Denizlerimizde zaten balık yoktu, bir de müsilaj vurunca hepten balıksız kaldık…
Son yıllarda denizlerde artış gösteren çöp ve plastikler, iklim değişikliği sonucu ısınan deniz suları ve atık kökenli kirlenmelerin etkileri ile denizlerimiz ve denizlerimizde yaşayan canlılar oldukça olumsuz etkilendi. Bu durumlar insanlara balık yemeli miyiz, yemesek daha mı iyi olur, hangi balığı yemeliyiz gibi sorular sordurmaktadır. Son olarak da Marmara Denizinde kendini oldukça yoğun gösteren müsilaj sebebi ile balık tercihlerimizi değiştirmemiz gerekiyor. Bu süreçte hangi balıkları tüketebiliriz? İşte cevabı…
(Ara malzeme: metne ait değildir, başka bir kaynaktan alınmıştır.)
//! # Height Cache
//!
//! Vertically stacked chunks share one heightmap column. The cache keeps the
//! most recently used columns so a worker generating `(cx, cy, cz)` reuses the
//! heights another worker computed for `(cx, cy - 1, cz)`.

use std::num::NonZeroUsize;
use std::sync::{Arc, Mutex};

use lru::LruCache;

use super::chunk::CHUNK_DIMENSION;
use super::noise_system::NoiseSystem;
use crate::core::lock_recovering;

/// Surface heights of one chunk column, indexed `x + CHUNK_DIMENSION * z`.
pub type HeightColumn = Arc<[i32]>;

/// Computes the heightmap of chunk column `(cx, cz)` without caching.
///
/// World coordinates saturate for columns outside i32 world space.
pub fn compute_column(noise: &NoiseSystem, cx: i32, cz: i32) -> HeightColumn {
    let d = CHUNK_DIMENSION;
    let (x0, z0) = (cx.saturating_mul(d), cz.saturating_mul(d));
    let mut heights = Vec::with_capacity((d * d) as usize);
    for z in 0..d {
        for x in 0..d {
            heights.push(noise.surface_height(x0.saturating_add(x), z0.saturating_add(z)));
        }
    }
    heights.into()
}

/// Thread-safe bounded LRU of heightmap columns for one noise seed.
pub struct HeightCache {
    noise: NoiseSystem,
    columns: Mutex<LruCache<(i32, i32), HeightColumn>>,
}

impl HeightCache {
    /// # Arguments
    /// * `noise` - The noise system all cached columns are sampled from
    /// * `capacity` - Maximum number of columns kept; 0 is treated as 1
    pub fn new(noise: NoiseSystem, capacity: usize) -> Self {
        let capacity = NonZeroUsize::new(capacity).unwrap_or(NonZeroUsize::MIN);
        Self {
            noise,
            columns: Mutex::new(LruCache::new(capacity)),
        }
    }

    pub fn noise(&self) -> &NoiseSystem {
        &self.noise
    }

    /// Heights of chunk column `(cx, cz)`, computed on a miss.
    ///
    /// The noise is sampled with the lock released, so two workers missing on
    /// the same column may both compute it; the results are identical.
    pub fn column(&self, cx: i32, cz: i32) -> HeightColumn {
        if let Some(column) = lock_recovering(&self.columns).get(&(cx, cz)) {
            return column.clone();
        }

        let column = compute_column(&self.noise, cx, cz);
        lock_recovering(&self.columns).put((cx, cz), column.clone());
        column
    }

    pub fn len(&self) -> usize {
        lock_recovering(&self.columns).len()
    }

    pub fn is_empty(&self) -> bool {
        self.len() == 0
    }
}

#[cfg(test)]
mod tests {
    use super::*;

    #[test]
    fn cached_column_matches_direct_computation() {
        let cache = HeightCache::new(NoiseSystem::new(11), 4);
        let first = cache.column(3, -2);
        let second = cache.column(3, -2);
        assert!(Arc::ptr_eq(&first, &second));
        assert_eq!(&*first, &*compute_column(&NoiseSystem::new(11), 3, -2));
        assert_eq!(first[5 + 32 * 7], NoiseSystem::new(11).surface_height(3 * 32 + 5, -2 * 32 + 7));
    }

    #[test]
    fn evicts_least_recently_used() {
        let cache = HeightCache::new(NoiseSystem::new(0), 2);
        cache.column(0, 0);
        cache.column(1, 0);
        cache.column(0, 0);
        cache.column(2, 0);
        assert_eq!(cache.len(), 2);
        let columns = lock_recovering(&cache.columns);
        assert!(columns.contains(&(0, 0)));
        assert!(!columns.contains(&(1, 0)));
    }
}
//! # Buffer State Module
//!
//! The shared chunk vertex buffer. The terrain reserves its capacity once, then
//! writes chunk meshes into sub-ranges computed from vertex offsets
//! (`offset * VERTEX_SIZE`); the buffer is never reallocated.
//!
//! Two implementations are provided:
//!
//! * `WgpuVertexBuffer`: a `wgpu::Buffer` written through `Queue::write_buffer`
//! * `MirroredVertexBuffer`: a CPU-side byte mirror, for headless runs and tests
//!
//! Both track the same usage analytics.

use std::sync::Arc;

use anyhow::bail;
use wgpu::{Buffer, Device, Queue};

use crate::engine_state::rendering::{Vertex, VERTEX_SIZE};

/// Analytics data for a vertex buffer.
#[derive(Copy, Clone, Debug, Default, PartialEq, Eq)]
pub struct BufferAnalytics {
    /// Total memory reserved for the buffer in bytes
    pub allocated_memory: u64,
    /// Highest byte written so far
    pub used_memory: u64,
    /// Number of sub-range uploads
    pub times_written: u64,
}

impl BufferAnalytics {
    fn new(allocated_memory: u64) -> Self {
        Self {
            allocated_memory,
            ..Default::default()
        }
    }

    /// Refuses writes past the reserved capacity, otherwise records them.
    fn record_write(&mut self, offset: u64, len: u64) -> anyhow::Result<()> {
        let end = match offset.checked_add(len) {
            Some(end) if end <= self.allocated_memory => end,
            _ => bail!(
                "vertex buffer write of {} bytes at offset {} exceeds capacity {}",
                len,
                offset,
                self.allocated_memory
            ),
        };
        self.used_memory = self.used_memory.max(end);
        self.times_written += 1;
        Ok(())
    }
}

/// A fixed-capacity GPU vertex buffer accepting arbitrary in-bounds uploads.
pub trait VertexBuffer {
    fn capacity_bytes(&self) -> u64;

    /// Copies `data` to byte `offset_bytes` of the buffer.
    ///
    /// # Errors
    /// When the range falls outside the reserved capacity; nothing is written.
    fn upload_sub_range(&mut self, offset_bytes: u64, data: &[u8]) -> anyhow::Result<()>;

    fn analytics(&self) -> BufferAnalytics;
}

/// CPU-only vertex buffer. Storage grows on demand up to the reserved capacity.
#[derive(Debug)]
pub struct MirroredVertexBuffer {
    mirror: Vec<u8>,
    analytics: BufferAnalytics,
}

impl MirroredVertexBuffer {
    pub fn new(capacity_bytes: u64) -> Self {
        Self {
            mirror: Vec::new(),
            analytics: BufferAnalytics::new(capacity_bytes),
        }
    }

    /// A buffer sized for `vertices` vertices.
    pub fn with_vertex_capacity(vertices: u32) -> Self {
        Self::new(vertices as u64 * VERTEX_SIZE)
    }

    pub fn bytes(&self) -> &[u8] {
        &self.mirror
    }

    /// Reads back `count` vertices starting at vertex `offset`.
    ///
    /// # Returns
    /// `None` if any of them lies beyond what has been written.
    pub fn read_vertices(&self, offset: u32, count: u32) -> Option<Vec<Vertex>> {
        let start = (offset as u64 * VERTEX_SIZE) as usize;
        let end = start + (count as u64 * VERTEX_SIZE) as usize;
        let bytes = self.mirror.get(start..end)?;
        Some(
            bytes
                .chunks_exact(VERTEX_SIZE as usize)
                .map(bytemuck::pod_read_unaligned::<Vertex>)
                .collect(),
        )
    }
}

impl VertexBuffer for MirroredVertexBuffer {
    fn capacity_bytes(&self) -> u64 {
        self.analytics.allocated_memory
    }

    fn upload_sub_range(&mut self, offset_bytes: u64, data: &[u8]) -> anyhow::Result<()> {
        self.analytics.record_write(offset_bytes, data.len() as u64)?;
        let start = offset_bytes as usize;
        let end = start + data.len();
        if self.mirror.len() < end {
            self.mirror.resize(end, 0);
        }
        self.mirror[start..end].copy_from_slice(data);
        Ok(())
    }

    fn analytics(&self) -> BufferAnalytics {
        self.analytics
    }
}

/// Vertex buffer living on the GPU.
pub struct WgpuVertexBuffer {
    buffer: Buffer,
    queue: Arc<Queue>,
    analytics: BufferAnalytics,
}

/// Label of the shared chunk vertex buffer.
pub const CHUNK_VERTEX_BUFFER_NAME: &str = "Chunk Vertex Buffer";

impl WgpuVertexBuffer {
    /// Reserves `capacity_bytes` of `VERTEX | COPY_DST` memory on `device`.
    ///
    /// # Arguments
    /// * `device` - The GPU device
    /// * `queue` - Queue the uploads are written through
    /// * `capacity_bytes` - Reserved size; must respect the device's `max_buffer_size`
    pub fn new(device: &Device, queue: Arc<Queue>, capacity_bytes: u64) -> Self {
        let buffer = device.create_buffer(&wgpu::BufferDescriptor {
            label: Some(CHUNK_VERTEX_BUFFER_NAME),
            size: capacity_bytes,
            usage: wgpu::BufferUsages::VERTEX | wgpu::BufferUsages::COPY_DST,
            mapped_at_creation: false,
        });
        Self {
            buffer,
            queue,
            analytics: BufferAnalytics::new(capacity_bytes),
        }
    }

    pub fn buffer(&self) -> &Buffer {
        &self.buffer
    }
}

impl VertexBuffer for WgpuVertexBuffer {
    fn capacity_bytes(&self) -> u64 {
        self.analytics.allocated_memory
    }

    fn upload_sub_range(&mut self, offset_bytes: u64, data: &[u8]) -> anyhow::Result<()> {
        if offset_bytes % wgpu::COPY_BUFFER_ALIGNMENT != 0
            || data.len() as u64 % wgpu::COPY_BUFFER_ALIGNMENT != 0
        {
            bail!(
                "vertex buffer write at {} of {} bytes is not {}-byte aligned",
                offset_bytes,
                data.len(),
                wgpu::COPY_BUFFER_ALIGNMENT
            );
        }
        self.analytics.record_write(offset_bytes, data.len() as u64)?;
        self.queue.write_buffer(&self.buffer, offset_bytes, data);
        Ok(())
    }

    fn analytics(&self) -> BufferAnalytics {
        self.analytics
    }
}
Balık eti göz sağlığımız için önemli olan A vitaminini, hastalıklara karşı koruyucu olan D vitaminini, kemik gelişimine katkı sağlayan K vitaminini ve sinir sistemi ile beyin fonksiyonlarının korunmasına katkı sağlayan B grubu vitaminlerini bol miktarda içermektedir. Ayrıca iyot, fosfor, kalsiyum, çinko, bakır ve selenyum gibi vücutta her türlü gelişimin sağlanması için elzem olan minerallerden de zengindir. Ek olarak balık, en önemli besin öğesi olan kaliteli bir protein kaynağıdır. En önemlisi ise balık, vücudumuzun yapamadığı ve mutlaka besinler yolu ile almamız gereken Omega-3 yağ asitlerini sağlar.
Deniz ürünlerine bağlı meydana gelen zehirlenmeler, toksin içeren kabuklu su ürünlerinin veya balıkların tüketimi sonucunda gelişir. Zehirlenmelere neden olan bu toksin içerikli balıklara dikkat edilmesi gerekir. Bu hususta barakuda, tuna, lipsos, iskorpit, yılan balığı, köpek balığı, mercan alabalığı ve papağan balığının tüketiminden kaçınılmalıdır.
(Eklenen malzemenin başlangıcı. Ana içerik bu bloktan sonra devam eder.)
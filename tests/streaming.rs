mod common;

use std::collections::{HashMap, HashSet};

use common::{mirrored_terrain, small_config, wait_until};
use voxel_terrain::engine_state::rendering::meshing::{
    FreeSlot, MAX_VERTICES_PER_CHUNK, VERTICES_PER_FACE,
};
use voxel_terrain::engine_state::voxels::chunk::{MAX_CHUNK_COORD, MIN_CHUNK_COORD};
use voxel_terrain::{ChunkKey, ChunkMesh, MirroredVertexBuffer, Terrain, VertexBuffer};

#[test]
fn requested_chunk_is_generated_and_uploaded() {
    let mut terrain = mirrored_terrain(small_config());
    let key = ChunkKey::new(0, 0, 0);
    terrain.set_center_chunk(key);

    assert!(terrain.request_chunk(key, key));
    assert!(!terrain.request_chunk(key, key));

    assert!(wait_until(|| terrain.ready_len() == 1));
    assert!(!terrain.is_pending(&key));
    assert!(terrain.has_block_data(&key));
    assert!(!terrain.request_chunk(key, key));

    assert_eq!(terrain.upload_ready_chunks(), 1);
    assert_eq!(terrain.ready_len(), 0);

    let mesh = *terrain.mesh(&key).expect("resident mesh");
    let count = mesh.vertex_count as usize;
    assert_eq!(count % VERTICES_PER_FACE, 0);
    assert!(count <= MAX_VERTICES_PER_CHUNK);
    assert_eq!((mesh.world_x, mesh.world_y, mesh.world_z), (0, 0, 0));

    if count > 0 {
        let vertices = terrain
            .buffer()
            .read_vertices(mesh.vertex_offset, mesh.vertex_count)
            .expect("uploaded vertices");
        assert!(vertices
            .iter()
            .all(|v| v.position.iter().all(|&c| (0.0..=32.0).contains(&c))));
        assert!(terrain.buffer().analytics().times_written >= 1);
    }

    let stats = terrain.stats();
    assert_eq!(stats.requested, 1);
    assert_eq!(stats.generated, 1);
}

#[test]
fn far_request_is_dropped_as_stale() {
    let mut config = small_config();
    config.stream_radius = 2;
    let mut terrain = mirrored_terrain(config);
    terrain.set_center_chunk(ChunkKey::new(0, 0, 0));

    let far = ChunkKey::new(100, 0, 0);
    assert!(terrain.request_chunk(far, far));
    assert!(wait_until(|| !terrain.is_pending(&far)));

    assert_eq!(terrain.ready_len(), 0);
    assert!(!terrain.has_block_data(&far));
    assert_eq!(terrain.upload_ready_chunks(), 0);
    assert!(!terrain.is_loaded(&far));
    assert_eq!(terrain.stats().stale_dropped, 1);

    // Once it is no longer pending it may be requested again.
    assert!(terrain.request_chunk(far, far));
}

fn load_column(terrain: &mut Terrain<MirroredVertexBuffer>) -> HashMap<ChunkKey, u32> {
    let center = ChunkKey::new(0, 0, 0);
    let keys: Vec<ChunkKey> = (0..4).map(|y| ChunkKey::new(0, y, 0)).collect();
    for key in &keys {
        assert!(terrain.request_chunk(*key, center));
    }
    assert!(wait_until(|| terrain.ready_len() == keys.len()));
    assert_eq!(terrain.upload_ready_chunks(), keys.len());
    keys.iter()
        .map(|key| (*key, terrain.mesh(key).expect("resident").vertex_count))
        .collect()
}

#[test]
fn unloading_returns_slots_to_the_free_list() {
    let mut terrain = mirrored_terrain(small_config());
    terrain.set_center_chunk(ChunkKey::new(0, 0, 0));

    let first = load_column(&mut terrain);
    let live = terrain.allocator().live_vertices();
    assert_eq!(live, first.values().sum::<u32>());
    assert!(live > 0, "a column through the surface has geometry");

    let records: Vec<ChunkMesh> = first
        .keys()
        .map(|key| *terrain.mesh(key).expect("resident"))
        .filter(|mesh| !mesh.is_empty())
        .collect();
    assert_eq!(terrain.unload_chunks_not_in(&HashSet::new()), first.len());
    assert_eq!(terrain.loaded_len(), 0);
    assert_eq!(terrain.block_map_len(), 0);
    assert_eq!(terrain.free_slots().len(), records.len());
    for mesh in &records {
        let slot = FreeSlot {
            offset: mesh.vertex_offset,
            count: mesh.vertex_count,
        };
        assert!(terrain.free_slots().contains(&slot), "{:?} not freed", slot);
    }
    assert_eq!(terrain.allocator().live_vertices(), 0);
    assert_eq!(terrain.stats().evicted, first.len() as u64);

    // Regenerated chunks mesh identically whatever their neighbours' state.
    let second = load_column(&mut terrain);
    assert_eq!(first, second);
    assert_eq!(terrain.allocator().live_vertices(), live);
}

#[test]
fn unload_keeps_active_chunks() {
    let mut terrain = mirrored_terrain(small_config());
    terrain.set_center_chunk(ChunkKey::new(0, 0, 0));
    let loaded = load_column(&mut terrain);

    let keep: HashSet<ChunkKey> = [ChunkKey::new(0, 0, 0), ChunkKey::new(0, 1, 0)].into();
    let evicted = terrain.unload_chunks_not_in(&keep);
    assert_eq!(evicted, loaded.len() - keep.len());
    for key in loaded.keys() {
        assert_eq!(terrain.is_loaded(key), keep.contains(key));
        assert_eq!(terrain.has_block_data(key), keep.contains(key));
    }
}

#[test]
fn allocation_failure_is_not_fatal() {
    let mut config = small_config();
    config.vertex_capacity = 6;
    let mut terrain = mirrored_terrain(config);
    let center = ChunkKey::new(0, 0, 0);
    terrain.set_center_chunk(center);

    let keys: Vec<ChunkKey> = (-1..=3).map(|y| ChunkKey::new(0, y, 0)).collect();
    for key in &keys {
        terrain.request_chunk(*key, center);
    }
    assert!(wait_until(|| terrain.ready_len() == keys.len()));
    terrain.upload_ready_chunks();

    assert!(terrain.stats().allocation_failures >= 1);
    assert!(terrain.unplaced_len() >= 1);
    assert!(terrain.allocator().used_vertices() <= 6);
    for key in &keys {
        assert!(terrain.has_block_data(key));
        if let Some(mesh) = terrain.mesh(key) {
            assert!(mesh.vertex_count <= 6);
        }
    }

    // Out-of-range unplaced chunks release their voxel data.
    terrain.unload_chunks_not_in(&HashSet::new());
    assert_eq!(terrain.unplaced_len(), 0);
    assert_eq!(terrain.block_map_len(), 0);
    assert_eq!(terrain.loaded_len(), 0);
}

#[test]
fn stream_around_converges_to_the_active_set() {
    let mut config = small_config();
    config.stream_radius = 2;
    config.min_chunk_y = 0;
    config.max_chunk_y = 2;
    let mut terrain = mirrored_terrain(config);

    let viewer = cgmath::Point3::new(16.0, 40.0, 16.0);
    let center = ChunkKey::from_world_position(viewer);
    let active: HashSet<ChunkKey> = terrain.active_keys(center).into_iter().collect();

    terrain.stream_around(viewer);
    assert_eq!(terrain.center_chunk(), center);
    assert!(wait_until(|| terrain.ready_len() + terrain.loaded_len() == active.len()));
    terrain.stream_around(viewer);

    let loaded: HashSet<ChunkKey> = terrain.loaded_chunks().copied().collect();
    assert_eq!(loaded, active);
    assert_eq!(terrain.stats().stale_dropped, 0);

    // Moving far away evicts everything that was resident.
    let moved = cgmath::Point3::new(16.0 + 32.0 * 20.0, 40.0, 16.0);
    terrain.stream_around(moved);
    assert!(terrain.loaded_chunks().all(|key| !active.contains(key)));
}

#[test]
fn block_queries_follow_the_block_map() {
    let mut terrain = mirrored_terrain(small_config());
    let key = ChunkKey::new(0, 0, 0);
    terrain.set_center_chunk(key);
    assert_eq!(terrain.block_at(5, 5, 5), None);

    terrain.request_chunk(key, key);
    assert!(wait_until(|| terrain.ready_len() == 1));
    assert!(terrain.block_at(5, 5, 5).is_some());
    assert_eq!(terrain.block_at(-1, 5, 5), None);

    terrain.upload_ready_chunks();
    terrain.unload_chunks_not_in(&HashSet::new());
    assert_eq!(terrain.block_at(5, 5, 5), None);
}

#[test]
fn keys_outside_world_space_are_refused() {
    let mut terrain = mirrored_terrain(small_config());
    let origin = ChunkKey::new(0, 0, 0);

    assert!(!terrain.request_chunk(ChunkKey::new(i32::MIN, 0, 0), origin));
    assert!(!terrain.request_chunk(ChunkKey::new(0, i32::MAX, 0), origin));

    let far = ChunkKey::new(100_000_000, 0, 0);
    terrain.set_center_chunk(far);
    assert!(!terrain.request_chunk(far, far));
    assert!(!terrain.is_pending(&far));
    assert_eq!(terrain.stats().requested, 0);

    // The workers are still alive and serve keys at the edge of world space.
    let edge = ChunkKey::new(MAX_CHUNK_COORD, 0, MIN_CHUNK_COORD);
    terrain.set_center_chunk(edge);
    assert!(terrain.request_chunk(edge, edge));
    assert!(wait_until(|| terrain.ready_len() == 1));
    assert_eq!(terrain.upload_ready_chunks(), 1);
    assert!(terrain.is_loaded(&edge));

    terrain.set_center_chunk(origin);
    assert!(terrain.request_chunk(origin, origin));
    assert!(wait_until(|| terrain.ready_len() == 1));
}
Yine civa içeriği de balık tercihlerimizde sınırlayıcı bir etkendir. Bu noktada civa içeriği yüksek olmayan balıklar tercihlerimizi oluşturmalıdır. Yüzeysel su balıkları ve küçük balıklar daha az cıva içeriğine sahiptir. Midye, kılıç balığı ve köpek balığı yüksek oranda cıva içerir. Sardalya, hamsi, istavrit, somon, dil balığı, ahtapot, kalamar, karides, palamut ve uskumru cıva oranı çok az olan deniz ürünleri olduğu için güvenle tüketilebilir. Ama maalesef tek düşündüğümüz şey artık civa değil. Bilimsel olarak kanıtlanmış veriler olmamakla birlikte müsilajın etkili olduğu denizlerden çıkan balıkları tercih etmemek önemli. Su ürünleri üzerine uzmanlaşmış bilim adamlarının paylaştığı bilgileri ve çalışmaları takip etmekte fayda var. Bu aşamada; güvenilir tercihlerimizi ithal balıklardan yana kullanabiliriz.
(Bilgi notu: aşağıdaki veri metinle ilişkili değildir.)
//! # Frustum Culling
//!
//! Planes are extracted from the combined projection-view matrix (Gribb and
//! Hartmann). Each plane is stored as `(a, b, c, d)` with the normal pointing
//! into the visible volume, so a point `p` is inside iff
//! `a*p.x + b*p.y + c*p.z + d >= 0` for all six planes.

use cgmath::{Matrix, Matrix4, Point3, Vector4};

#[derive(Copy, Clone, Debug, PartialEq)]
pub struct Frustum {
    planes: [Vector4<f32>; 6],
}

impl Frustum {
    /// Extracts the six planes of `view_projection` (`projection * view`).
    ///
    /// The near plane is taken as `row3 + row2`, the -1..1 depth convention. For
    /// 0..1 depth projections that plane lies slightly behind the true near plane,
    /// which only keeps a few more boxes.
    pub fn from_matrix(view_projection: Matrix4<f32>) -> Self {
        let r0 = view_projection.row(0);
        let r1 = view_projection.row(1);
        let r2 = view_projection.row(2);
        let r3 = view_projection.row(3);

        let planes = [r3 + r0, r3 - r0, r3 + r1, r3 - r1, r3 + r2, r3 - r2].map(normalize_plane);
        Self { planes }
    }

    /// Builds a frustum directly from six inward-facing planes.
    pub fn from_planes(planes: [Vector4<f32>; 6]) -> Self {
        Self {
            planes: planes.map(normalize_plane),
        }
    }

    pub fn planes(&self) -> &[Vector4<f32>; 6] {
        &self.planes
    }

    /// Whether the axis-aligned box `[min, max]` is at least partly inside.
    ///
    /// For every plane, the box corner furthest along the plane normal is tested;
    /// if even that corner is behind the plane, the whole box is outside. Boxes
    /// straddling a plane are kept.
    pub fn intersects_aabb(&self, min: Point3<f32>, max: Point3<f32>) -> bool {
        self.planes.iter().all(|plane| {
            let p = Point3::new(
                if plane.x >= 0.0 { max.x } else { min.x },
                if plane.y >= 0.0 { max.y } else { min.y },
                if plane.z >= 0.0 { max.z } else { min.z },
            );
            plane.x * p.x + plane.y * p.y + plane.z * p.z + plane.w >= 0.0
        })
    }
}

fn normalize_plane(plane: Vector4<f32>) -> Vector4<f32> {
    let length = (plane.x * plane.x + plane.y * plane.y + plane.z * plane.z).sqrt();
    if length > f32::EPSILON {
        plane / length
    } else {
        plane
    }
}

#[cfg(test)]
mod tests {
    use cgmath::{perspective, Deg, Vector3};

    use super::*;

    fn unit_box_frustum() -> Frustum {
        // -10..10 on every axis.
        Frustum::from_planes([
            Vector4::new(1.0, 0.0, 0.0, 10.0),
            Vector4::new(-1.0, 0.0, 0.0, 10.0),
            Vector4::new(0.0, 1.0, 0.0, 10.0),
            Vector4::new(0.0, -1.0, 0.0, 10.0),
            Vector4::new(0.0, 0.0, 1.0, 10.0),
            Vector4::new(0.0, 0.0, -1.0, 10.0),
        ])
    }

    #[test]
    fn synthetic_planes_inside_outside_straddling() {
        let frustum = unit_box_frustum();
        assert!(frustum.intersects_aabb(Point3::new(-1.0, -1.0, -1.0), Point3::new(1.0, 1.0, 1.0)));
        assert!(!frustum.intersects_aabb(Point3::new(11.0, 0.0, 0.0), Point3::new(12.0, 1.0, 1.0)));
        assert!(!frustum.intersects_aabb(Point3::new(0.0, -30.0, 0.0), Point3::new(1.0, -20.0, 1.0)));
        assert!(frustum.intersects_aabb(Point3::new(9.0, 9.0, 9.0), Point3::new(40.0, 40.0, 40.0)));
    }

    #[test]
    fn perspective_camera_culls_what_is_behind_it() {
        let projection = perspective(Deg(90.0), 1.0, 0.1, 500.0);
        let view = Matrix4::look_at_rh(
            Point3::new(0.0, 0.0, 0.0),
            Point3::new(0.0, 0.0, -1.0),
            Vector3::unit_y(),
        );
        let frustum = Frustum::from_matrix(projection * view);

        let ahead = (Point3::new(-16.0, -16.0, -100.0), Point3::new(16.0, 16.0, -68.0));
        let behind = (Point3::new(-16.0, -16.0, 68.0), Point3::new(16.0, 16.0, 100.0));
        let far_left = (Point3::new(-300.0, -16.0, -100.0), Point3::new(-268.0, 16.0, -68.0));
        let beyond_far = (Point3::new(-16.0, -16.0, -700.0), Point3::new(16.0, 16.0, -600.0));
        let around_camera = (Point3::new(-16.0, -16.0, -16.0), Point3::new(16.0, 16.0, 16.0));

        assert!(frustum.intersects_aabb(ahead.0, ahead.1));
        assert!(!frustum.intersects_aabb(behind.0, behind.1));
        assert!(!frustum.intersects_aabb(far_left.0, far_left.1));
        assert!(!frustum.intersects_aabb(beyond_far.0, beyond_far.1));
        assert!(frustum.intersects_aabb(around_camera.0, around_camera.1));
    }
}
Denizlerdeki kirlilik hem balık türlerini; hem de insan sağlığını tehdit ediyor. Son yıllarda yerli deniz balıkları yerini çiftlik balıkları ve ithal balıklara bırakıyor. En güvenilir balıkları Norveç’ten gelen ithal somon ve diğer ithal balıklar oluşturuyor.
Gebe ve emziren annelerin, çocukların güvenilir balık tüketmesi çok çok daha önemli. Balığın güvenilirliği için taze ve temiz bir denizden avlanmış olması çok önemli bir nokta. Bu nedenle çiğ ve konserve balık tüketimi gebe ve emziren annelerde önerilmemektedir. Midyenin en riskli deniz ürünlerinden olduğunu da hatırlatalım.
Yüksek omega-3 yağ içeriği nedeni ile haftada 2-3 kez tüketilmesi önerilen balığın nasıl tüketileceği de dikkat edilmesi gereken bir diğer konu. Balığın ızgara, fırın veya buğlama şeklinde pişirilerek tüketilmesini tavsiye ediyoruz. Balık kızartıldığında omega 3 yağ asitlerinde kayıplar söz konusu olduğu gibi yanık madde yani kanserojen ögeler de balıkta oluşmuş oluyor. Çok sağlıklı olan bir besini sağlıksız hale getirmeden, yani kızartmadan tüketmek en doğrusu.